Lali

Un-Censored & Un-Ashamed

The Cardinal Sin of Relationships January 30, 2007

Filed under: Uncategorized — Lali: Un-Censored & Un-Ashamed @ 9:49 am

Xx, 

I would be lying if I told you I hadn’t thought about you. I remember those enormous sunglasses you were wearing the first time I saw you; you thought you looked so sophisticated and I couldn’t help but fall in love with you and your naivety. And I fell instantly. I was enthralled by your goodness. And from the moment I started loving you, I couldn’t imagine a life without you in it. I know sometimes you doubted, you were unsure of my love, but I want you to know now that it was always real. I can say it now because I have nothing to gain: I always loved you. And for what it’s worth (probably nothing to you): I still love you.

I realize now how hard-headed I was. I realize now that I made so many mistakes with you. I also realize it was my own fault that your love for me ended. I drained it. I remember you use to say: “love is like a plant, you have to water it every day”. And I didn’t. And I know that now. I pushed you away so many times. I took you for granted. You were right to leave me. I just wish you had given me a second chance. I did beg. I did promise you I would be a better man. Why didn’t you take me back? Did I really destroy all the love you had for me? Was there not even an ounce left for us to try to rebuild our life together? Or was it pride?  

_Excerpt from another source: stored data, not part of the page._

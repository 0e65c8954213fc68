//! Block splitting and subject extraction.
//!
//! A block is the span of text describing one subject. The boundary is a
//! heuristic: a `.` followed by optional whitespace and then `<`.

use std::sync::LazyLock;

use regex::Regex;

use super::scanner::strip_comment;

/// Leading bracketed subject on the first line of a block.
static SUBJECT: LazyLock<Regex> =
    LazyLock::new(|| Regex::new(r"^<([^>]+)>").expect("subject pattern is valid"));

/// Split content into candidate blocks.
///
/// The split point is zero-width: the `.` stays with the preceding block and
/// the `<` begins the following one. Empty and whitespace-only spans are
/// dropped.
pub fn split_blocks(content: &str) -> Vec<&str> {
    let mut blocks = Vec::new();
    let mut start = 0;
    let mut chars = content.char_indices().peekable();

    while let Some((i, c)) = chars.next() {
        if c != '.' {
            continue;
        }
        let after_dot = i + c.len_utf8();
        let next_non_ws = content[after_dot..]
            .char_indices()
            .find(|(_, c)| !c.is_whitespace());
        if let Some((offset, '<')) = next_non_ws {
            blocks.push(&content[start..after_dot]);
            start = after_dot + offset;
            // Resume scanning at the `<`
            while chars.peek().is_some_and(|(j, _)| *j < start) {
                chars.next();
            }
        }
    }
    blocks.push(&content[start..]);

    blocks.retain(|b| !b.trim().is_empty());
    blocks
}

/// Non-empty, trimmed lines of a block with whole-line and trailing comments removed.
pub fn block_lines(block: &str) -> Vec<&str> {
    block
        .lines()
        .map(|line| strip_comment(line).trim())
        .filter(|line| !line.is_empty())
        .collect()
}

/// Match the leading `<subject>` of a line.
///
/// Returns the subject and the text following the closing bracket.
pub fn leading_subject(line: &str) -> Option<(&str, &str)> {
    let caps = SUBJECT.captures(line)?;
    let subject = caps.get(1)?.as_str();
    let rest = &line[caps.get(0)?.end()..];
    Some((subject, rest))
}
//! Path bar component (breadcrumbs).
//!
//! Displays the navigation path at the bottom of the explorer; every
//! ancestor segment jumps back to that folder.

use leptos::prelude::*;
use leptos_icons::Icon;
use podview_core::{Breadcrumb, Intent};

use crate::app::AppContext;
use crate::components::icons as ic;

stylance::import_crate_style!(css, "src/components/explorer/pathbar.module.css");

/// Path bar component displayed at the bottom of the explorer.
#[component]
pub fn PathBar() -> impl IntoView {
    let ctx = use_context::<AppContext>().expect("AppContext must be provided");

    let crumbs = Memo::new(move |_| {
        ctx.dashboard
            .with(|d| d.path.as_ref().map(|p| p.breadcrumbs()).unwrap_or_default())
    });

    view! {
        <nav class=css::pathbar aria-label="Breadcrumbs">
            {move || {
                let crumbs = crumbs.get();
                let last = crumbs.len().saturating_sub(1);

                crumbs
                    .into_iter()
                    .map(|crumb: Breadcrumb| {
                        let icon = if crumb.index == 0 { ic::HOME } else { ic::FOLDER };
                        let show_separator = crumb.index > 0;
                        let index = crumb.index;

                        view! {
                            <>
                                {show_separator.then(|| view! {
                                    <span class=css::separator>
                                        <Icon icon=ic::CHEVRON_RIGHT />
                                    </span>
                                })}
                                {if index < last {
                                    view! {
                                        <SegmentLink
                                            icon=icon
                                            label=crumb.label
                                            title=crumb.url
                                            on_click=move || ctx.dispatch(Intent::JumpTo(index))
                                        />
                                    }.into_any()
                                } else {
                                    view! {
                                        <SegmentCurrent icon=icon label=crumb.label />
                                    }.into_any()
                                }}
                            </>
                        }
                    })
                    .collect_view()
            }}
        </nav>
    }
}

/// Clickable path segment.
#[component]
fn SegmentLink<F>(icon: icondata::Icon, label: String, title: String, on_click: F) -> impl IntoView
where
    F: Fn() + 'static,
{
    view! {
        <button class=css::segment title=title on:click=move |_| on_click()>
            <span class=css::icon><Icon icon=icon /></span>
            <span class=css::label>{label}</span>
        </button>
    }
}

/// Current (disabled) path segment.
#[component]
fn SegmentCurrent(icon: icondata::Icon, label: String) -> impl IntoView {
    view! {
        <button class=format!("{} {}", css::segment, css::segmentCurrent) disabled=true>
            <span class=css::icon><Icon icon=icon /></span>
            <span class=css::label>{label}</span>
        </button>
    }
}
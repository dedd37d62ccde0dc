//! Exact arithmetic on floating-point expansions.
//!
//! An expansion is a sequence of `f64` components, ordered by increasing magnitude and
//! non-overlapping, whose exact sum is the represented value. The operations below never
//! round: each one returns a new expansion representing the exact result. Zero
//! components are eliminated, so the last component carries the sign of the value and
//! an expansion holding a single `0.0` represents zero.
//!
//! The algorithms follow Shewchuk, "Adaptive Precision Floating-Point Arithmetic and
//! Fast Robust Geometric Predicates" and require round-to-nearest-even arithmetic.

use arrayvec::ArrayVec;
use std::ops::Deref;

/// 2^27 + 1, used to split a double into two 26-bit halves.
const SPLITTER: f64 = 134_217_729.0;

/// Storage for the components of an expansion.
///
/// Implemented by `Vec<f64>` and by fixed-capacity `ArrayVec`s so that the predicates
/// with a small, known number of terms do not allocate.
pub trait Components: Default + Deref<Target = [f64]> {
    fn push_component(&mut self, value: f64);
}

impl Components for Vec<f64> {
    #[inline]
    fn push_component(&mut self, value: f64) {
        self.push(value);
    }
}

impl<const N: usize> Components for ArrayVec<f64, N> {
    #[inline]
    fn push_component(&mut self, value: f64) {
        self.push(value);
    }
}

/// Exact sum of two doubles as a two-component expansion `[error, sum]`.
#[inline]
pub fn two_sum(a: f64, b: f64) -> [f64; 2] {
    let x = a + b;
    let b_virtual = x - a;
    let a_virtual = x - b_virtual;
    let b_roundoff = b - b_virtual;
    let a_roundoff = a - a_virtual;

    [a_roundoff + b_roundoff, x]
}

/// Requires `|a| >= |b|`.
#[inline]
fn fast_two_sum(a: f64, b: f64) -> [f64; 2] {
    let x = a + b;
    let b_virtual = x - a;

    [b - b_virtual, x]
}

#[inline]
fn split(a: f64) -> (f64, f64) {
    let c = SPLITTER * a;
    let a_big = c - a;
    let hi = c - a_big;

    (hi, a - hi)
}

/// Exact product of two doubles as a two-component expansion `[error, product]`.
#[inline]
pub fn two_product(a: f64, b: f64) -> [f64; 2] {
    let x = a * b;
    let (a_hi, a_lo) = split(a);
    let (b_hi, b_lo) = split(b);
    let err1 = x - a_hi * b_hi;
    let err2 = err1 - a_lo * b_hi;
    let err3 = err2 - a_hi * b_lo;

    [a_lo * b_lo - err3, x]
}

/// Exact `e + f`.
pub fn sum<E: Components>(e: &[f64], f: &[f64]) -> E {
    merge_and_grow(e, f, 1.0)
}

/// Exact `e - f`.
pub fn difference<E: Components>(e: &[f64], f: &[f64]) -> E {
    merge_and_grow(e, f, -1.0)
}

/// Exact `e * b`.
pub fn scale<E: Components>(e: &[f64], b: f64) -> E {
    let mut out = E::default();
    let (first, rest) = match e.split_first() {
        Some(split) => split,
        None => {
            out.push_component(0.0);
            return out;
        }
    };

    let [low, mut q] = two_product(*first, b);
    if low != 0.0 {
        out.push_component(low);
    }

    for &component in rest {
        let [product_low, product_high] = two_product(component, b);
        let [low, sum] = two_sum(q, product_low);
        if low != 0.0 {
            out.push_component(low);
        }
        let [low, next_q] = fast_two_sum(product_high, sum);
        if low != 0.0 {
            out.push_component(low);
        }
        q = next_q;
    }

    if q != 0.0 || out.is_empty() {
        out.push_component(q);
    }

    out
}

/// Merges the components of `e` and `sign * f` by increasing magnitude and accumulates
/// them with `two_sum`, keeping the non-zero roundoff terms.
fn merge_and_grow<E: Components>(e: &[f64], f: &[f64], sign: f64) -> E {
    let mut out = E::default();
    let mut ei = 0;
    let mut fi = 0;

    let mut next = || -> Option<f64> {
        match (e.get(ei), f.get(fi)) {
            (Some(&a), Some(&b)) => {
                if a.abs() <= b.abs() {
                    ei += 1;
                    Some(a)
                } else {
                    fi += 1;
                    Some(b * sign)
                }
            }
            (Some(&a), None) => {
                ei += 1;
                Some(a)
            }
            (None, Some(&b)) => {
                fi += 1;
                Some(b * sign)
            }
            (None, None) => None,
        }
    };

    let mut q = match next() {
        Some(value) => value,
        None => {
            out.push_component(0.0);
            return out;
        }
    };

    while let Some(component) = next() {
        let [low, high] = two_sum(q, component);
        if low != 0.0 {
            out.push_component(low);
        }
        q = high;
    }

    if q != 0.0 || out.is_empty() {
        out.push_component(q);
    }

    out
}

/// The value of the most significant component, which has the sign of the expansion.
#[inline]
pub fn most_significant(e: &[f64]) -> f64 {
    e.last().copied().unwrap_or(0.0)
}

#[test]
fn two_sum_is_exact() {
    let [low, high] = two_sum(1.0, 1e-20);
    assert_eq!(high, 1.0);
    assert_eq!(low, 1e-20);

    let [low, high] = two_sum(0.5, 0.25);
    assert_eq!(high, 0.75);
    assert_eq!(low, 0.0);
}

#[test]
fn two_product_is_exact() {
    // (1 + 2^-30)^2 = 1 + 2^-29 + 2^-60, the last term does not fit in the product.
    let a = 1.0 + (2.0f64).powi(-30);
    let [low, high] = two_product(a, a);
    assert_eq!(high, 1.0 + (2.0f64).powi(-29));
    assert_eq!(low, (2.0f64).powi(-60));
}

#[test]
fn sum_and_difference_cancel() {
    let a = two_product(0.1, 0.3);
    let b = two_product(0.3, 0.1);

    let d: ArrayVec<f64, 4> = difference(&a, &b);
    assert_eq!(&d[..], &[0.0]);

    let s: ArrayVec<f64, 4> = sum(&a, &b);
    let doubled: ArrayVec<f64, 4> = scale(&a, 2.0);
    let d: ArrayVec<f64, 8> = difference(&s, &doubled);
    assert_eq!(&d[..], &[0.0]);
}

#[test]
fn tiny_difference_keeps_its_sign() {
    let big = [1e30];
    let e: Vec<f64> = sum(&big, &[1e-30]);
    let d: Vec<f64> = difference(&e, &big);
    assert_eq!(&d[..], &[1e-30]);

    let d: Vec<f64> = difference(&big, &e);
    assert_eq!(&d[..], &[-1e-30]);
}

#[test]
fn scale_expansion() {
    let e: Vec<f64> = sum(&[3.0], &[1e-20]);
    let s: Vec<f64> = scale(&e, -2.0);
    assert_eq!(&s[..], &[-2e-20, -6.0]);

    let z: Vec<f64> = scale(&e, 0.0);
    assert_eq!(&z[..], &[0.0]);

    let empty: Vec<f64> = scale(&[], 4.0);
    assert_eq!(&empty[..], &[0.0]);
}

I hated you for not giving ”us” another try. I hated that you were so cold. Isn’t that ironic? I managed to tarnish our relationship and drain your love for me by being cold myself, and in the end I was cursing you for treating me exactly how I treated you. One of my life’s many ironies.

I don’t know why I decided today of all days to write you. I don’t know why today I miss you more than ever. I don’t know why I haven’t been able to love anyone since you’ve been gone. Today, I feel like I have to try one more time to get you back. Please Xx, come back. It’s never too late to be happy. Let’s try to be happy together. Lets live out all those dreams we had. Please come back. Please come back. I’m tired of crying, I’m tired of being sad, I’m tired of missing you. I’m tire of being half the man I know I can be.

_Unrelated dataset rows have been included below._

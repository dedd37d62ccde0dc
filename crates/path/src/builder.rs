//! Path building utilities.
//!
//! ## Examples
//!
//! ```
//! use tessera_path::{Path, geom::point};
//! use tessera_path::builder::PathBuilder;
//!
//! let mut builder = Path::builder();
//!
//! builder.begin(point(0.0, 0.0));
//! builder.line_to(point(1.0, 0.0));
//! builder.cubic_bezier_to(point(2.0, 0.0), point(2.0, 1.0), point(1.0, 1.0));
//! builder.end(false);
//!
//! builder.begin(point(10.0, 0.0));
//! builder.cubic_bezier_to(point(12.0, 2.0), point(11.0, 2.0), point(5.0, 0.0));
//! builder.close(); // close() is equivalent to end(true).
//!
//! let path = builder.build();
//! ```
//!
//! Sub-paths are always triangulated as closed shapes, so `end(false)` and `close()` only
//! differ in the events produced when iterating over the path.

use crate::events::{Event, PathEvent};
use crate::math::Point;

/// The base path building interface.
///
/// Unlike strict builders, starting a new sub-path or building the path while a sub-path
/// is still open ends it implicitly, and drawing an edge outside of a sub-path starts one
/// at the current position.
pub trait PathBuilder {
    /// Starts a new sub-path at a given position.
    fn begin(&mut self, at: Point);

    /// Ends the current sub-path.
    ///
    /// If `close` is true, a `End { close: true }` event is produced.
    fn end(&mut self, close: bool);

    /// Closes the current sub-path.
    ///
    /// Shorthand for `builder.end(true)`.
    fn close(&mut self) {
        self.end(true);
    }

    /// Adds a line segment to the current sub-path.
    fn line_to(&mut self, to: Point);

    /// Adds a cubic bézier curve to the current sub-path.
    fn cubic_bezier_to(&mut self, ctrl1: Point, ctrl2: Point, to: Point);

    /// Hints at the builder that a certain number of endpoints and control
    /// points will be added.
    ///
    /// The Builder implementation may use this information to pre-allocate
    /// memory as an optimization.
    fn reserve(&mut self, _endpoints: usize, _ctrl_points: usize) {}

    /// Applies the provided path event.
    fn path_event(&mut self, event: PathEvent) {
        match event {
            Event::Begin { at } => {
                self.begin(at);
            }
            Event::Line { to, .. } => {
                self.line_to(to);
            }
            Event::Cubic {
                ctrl1, ctrl2, to, ..
            } => {
                self.cubic_bezier_to(ctrl1, ctrl2, to);
            }
            Event::End { close, .. } => {
                self.end(close);
            }
        }
    }

    /// Adds a sub-path from a polygon.
    ///
    /// There must be no sub-path in progress when this method is called.
    /// No sub-path is in progress after the method is called.
    fn add_polygon(&mut self, points: &[Point]) {
        if points.is_empty() {
            return;
        }

        self.reserve(points.len(), 0);

        self.begin(points[0]);
        for p in &points[1..] {
            self.line_to(*p);
        }

        self.close();
    }
}
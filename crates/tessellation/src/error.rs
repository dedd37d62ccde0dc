use crate::VertexId;
use thiserror::Error;

/// The triangulator's result type.
pub type TriangulationResult = Result<(), TriangulationError>;

/// Describes an unexpected error happening during triangulation.
///
/// These correspond to broken internal invariants. They are reported instead of letting
/// the mesh adjacency silently degrade into incorrect triangles.
#[derive(Error, Copy, Clone, Debug, PartialEq, Eq, Hash)]
pub enum InternalError {
    #[error("Vertex {0:?} has the same position as another vertex")]
    DuplicateVertex(VertexId),
    #[error("No partial hull ends with edge #{0}")]
    MissingHullFragment(usize),
    #[error("Triangle ({0:?}, {1:?}, {2:?}) is not in the adjacency structure")]
    MissingStarEntry(VertexId, VertexId, VertexId),
    #[error("Edge ({0:?}, {1:?}) is not shared by two triangles")]
    NonInteriorFlip(VertexId, VertexId),
    #[error("Edge ({0:?}, {1:?}) references a vertex that is not in the mesh")]
    EdgeOutOfRange(VertexId, VertexId),
}

/// A parameter of the triangulation request cannot be handled.
#[derive(Error, Copy, Clone, Debug, PartialEq, Eq, Hash)]
pub enum UnsupportedParameter {
    #[error("Position is not a number")]
    PositionIsNaN,
    #[error("Tolerance threshold is not a number")]
    ToleranceIsNaN,
    #[error("Scale must be finite and strictly positive")]
    ScaleIsNotPositive,
}

/// An error that can happen while generating geometry.
#[derive(Error, Copy, Clone, Debug, PartialEq, Eq, Hash)]
pub enum GeometryBuilderError {
    #[error("Too many vertices")]
    TooManyVertices,
}

/// The triangulator's error enumeration.
#[derive(Error, Clone, Debug, PartialEq)]
pub enum TriangulationError {
    #[error("Unsupported parameter: {0}")]
    UnsupportedParameter(#[from] UnsupportedParameter),
    #[error("Geometry builder error: {0}")]
    GeometryBuilder(#[from] GeometryBuilderError),
    #[error("Internal error: {0}")]
    Internal(#[from] InternalError),
}

#[test]
fn error_messages() {
    let err: TriangulationError = InternalError::NonInteriorFlip(VertexId(1), VertexId(4)).into();
    assert_eq!(
        err.to_string(),
        "Internal error: Edge (#1, #4) is not shared by two triangles"
    );

    let err: TriangulationError = UnsupportedParameter::ScaleIsNotPositive.into();
    assert_eq!(
        err,
        TriangulationError::UnsupportedParameter(UnsupportedParameter::ScaleIsNotPositive)
    );
}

Please, after all this time, forgive this foolish man and come back to me.

Yours Always, 

Xy.

 

3 Responses to “The Cardinal Sin of Relationships”

  1. elmastenaz Says:

    I think you should give him another chance.

  2. Ashlee Says:

    I disagree with the previous commentator. People in our lives get one chance to prove to us what they’re made of. ANd in this case, it’s quite obvious he doesn’t deserve the wonderful girl he had.

  3. Carla Says:

    This is exactly what Im going through… I took someone for granted… so granted that he stopped loving me… and I am still suffering because of that.

    “I don’t know why I haven’t been able to love anyone since you’ve been gone.” – I am still asking this to myself… I can’t stop thinking in him… and I can’t fall in love…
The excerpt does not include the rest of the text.